**ASSIGNED TASK**: Copy out each line of the data that holds the string "header".

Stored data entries

□ □ □ □ □

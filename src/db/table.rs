//! Columnar query results.
//!
//! A [`Table`] is the schema plus the list of Arrow record batches a query
//! produced. Column access is typed and lazy; see [`Rows`] for the row view.

use std::io::Cursor;
use std::sync::Arc;

use arrow::array::ArrayRef;
use arrow::datatypes::{DataType, Field, Schema, SchemaRef};
use arrow::ipc::reader::StreamReader;
use arrow::ipc::writer::StreamWriter;
use arrow::record_batch::RecordBatch;

use super::rows::Rows;
use super::types::{ColumnInfo, Value};
use crate::error::Result;

/// Result of a query: an Arrow schema and its record batches.
#[derive(Debug, Clone)]
pub struct Table {
    schema: SchemaRef,
    batches: Vec<RecordBatch>,
    num_rows: usize,
}

impl Default for Table {
    fn default() -> Self {
        Self::empty()
    }
}

impl Table {
    /// An empty table with no columns.
    ///
    /// Returned for statements that produce no result set.
    pub fn empty() -> Self {
        Self::empty_with_schema(Arc::new(Schema::empty()))
    }

    /// A zero-row table that keeps the column layout of a result.
    pub fn empty_with_schema(schema: SchemaRef) -> Self {
        Self {
            schema,
            batches: Vec::new(),
            num_rows: 0,
        }
    }

    /// Assembles a table from batches sharing `schema`. Zero-row batches are dropped.
    pub fn from_batches(schema: SchemaRef, batches: Vec<RecordBatch>) -> Self {
        let batches: Vec<RecordBatch> = batches.into_iter().filter(|b| b.num_rows() > 0).collect();
        let num_rows = batches.iter().map(RecordBatch::num_rows).sum();
        Self {
            schema,
            batches,
            num_rows,
        }
    }

    /// Decodes an Arrow IPC stream.
    ///
    /// An empty byte slice yields [`Table::empty`]; a stream carrying only a
    /// schema yields a zero-row table with that schema.
    pub fn from_ipc_stream(bytes: &[u8]) -> Result<Self> {
        if bytes.is_empty() {
            return Ok(Self::empty());
        }
        let reader = StreamReader::try_new(Cursor::new(bytes), None)?;
        let schema = reader.schema();
        let batches = reader.collect::<std::result::Result<Vec<_>, _>>()?;
        Ok(Self::from_batches(schema, batches))
    }

    /// Encodes the table as an Arrow IPC stream.
    pub fn to_ipc_stream(&self) -> Result<Vec<u8>> {
        let mut writer = StreamWriter::try_new(Vec::new(), &self.schema)?;
        for batch in &self.batches {
            writer.write(batch)?;
        }
        Ok(writer.into_inner()?)
    }

    /// The Arrow schema.
    pub fn schema(&self) -> &SchemaRef {
        &self.schema
    }

    /// The non-empty record batches, in arrival order.
    pub fn batches(&self) -> &[RecordBatch] {
        &self.batches
    }

    pub fn num_batches(&self) -> usize {
        self.batches.len()
    }

    pub fn num_rows(&self) -> usize {
        self.num_rows
    }

    pub fn num_columns(&self) -> usize {
        self.schema.fields().len()
    }

    /// Returns true if the table has no rows.
    pub fn is_empty(&self) -> bool {
        self.num_rows == 0
    }

    /// Column metadata in schema order.
    pub fn columns(&self) -> Vec<ColumnInfo> {
        self.schema
            .fields()
            .iter()
            .map(|field| ColumnInfo {
                name: field.name().clone(),
                data_type: field.data_type().to_string(),
                nullable: field.is_nullable(),
            })
            .collect()
    }

    pub fn column_names(&self) -> Vec<String> {
        self.schema
            .fields()
            .iter()
            .map(|field| field.name().clone())
            .collect()
    }

    /// Typed accessor for the column called `name`.
    pub fn column(&self, name: &str) -> Option<ColumnView<'_>> {
        let index = self.schema.index_of(name).ok()?;
        self.column_at(index)
    }

    /// Typed accessor for the column at `index`.
    pub fn column_at(&self, index: usize) -> Option<ColumnView<'_>> {
        let field = self.schema.fields().get(index)?;
        Some(ColumnView {
            table: self,
            index,
            field: field.as_ref(),
        })
    }

    /// Reads a single cell; `None` if either coordinate is out of range.
    pub fn value(&self, row: usize, column: usize) -> Option<Value> {
        if column >= self.num_columns() {
            return None;
        }
        let (batch, offset) = self.locate(row)?;
        Some(Value::from_array(batch.column(column).as_ref(), offset))
    }

    /// A lazy row view over this table.
    pub fn rows(&self) -> Rows {
        Rows::new(self.clone())
    }

    /// Renders the table as an ASCII grid.
    pub fn pretty(&self) -> Result<String> {
        if self.batches.is_empty() {
            let header = self.column_names().join(" | ");
            return Ok(format!("{header}\n(0 rows)"));
        }
        Ok(arrow::util::pretty::pretty_format_batches(&self.batches)?.to_string())
    }

    /// Maps a table row to its batch and the offset inside that batch.
    pub(crate) fn locate(&self, mut row: usize) -> Option<(&RecordBatch, usize)> {
        for batch in &self.batches {
            if row < batch.num_rows() {
                return Some((batch, row));
            }
            row -= batch.num_rows();
        }
        None
    }
}

/// A single column of a [`Table`], spanning all of its batches.
#[derive(Debug, Clone, Copy)]
pub struct ColumnView<'a> {
    table: &'a Table,
    index: usize,
    field: &'a Field,
}

impl<'a> ColumnView<'a> {
    pub fn name(&self) -> &str {
        self.field.name()
    }

    pub fn data_type(&self) -> &DataType {
        self.field.data_type()
    }

    pub fn len(&self) -> usize {
        self.table.num_rows()
    }

    pub fn is_empty(&self) -> bool {
        self.len() == 0
    }

    /// The underlying Arrow arrays, one per batch.
    pub fn chunks(&self) -> impl Iterator<Item = &'a ArrayRef> + 'a {
        let index = self.index;
        self.table.batches.iter().map(move |b| b.column(index))
    }

    /// Reads the value at `row`; out-of-range rows read as NULL.
    pub fn get(&self, row: usize) -> Value {
        self.table
            .locate(row)
            .map(|(batch, offset)| Value::from_array(batch.column(self.index).as_ref(), offset))
            .unwrap_or_default()
    }

    pub fn get_i64(&self, row: usize) -> Option<i64> {
        self.get(row).as_i64()
    }

    pub fn get_f64(&self, row: usize) -> Option<f64> {
        self.get(row).as_f64()
    }

    pub fn get_bool(&self, row: usize) -> Option<bool> {
        self.get(row).as_bool()
    }

    pub fn get_string(&self, row: usize) -> Option<String> {
        match self.get(row) {
            Value::Null => None,
            Value::String(s) => Some(s),
            other => Some(other.to_display_string()),
        }
    }

    /// Iterates every value of the column in row order.
    pub fn values(&self) -> impl Iterator<Item = Value> + 'a {
        self.chunks()
            .flat_map(|array| (0..array.len()).map(move |i| Value::from_array(array.as_ref(), i)))
    }
}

□ □ □ □ □

**RESPONSE TO THE TASK**:
            let header = self.column_names().join(" | ");
            return Ok(format!("{header}\n(0 rows)"));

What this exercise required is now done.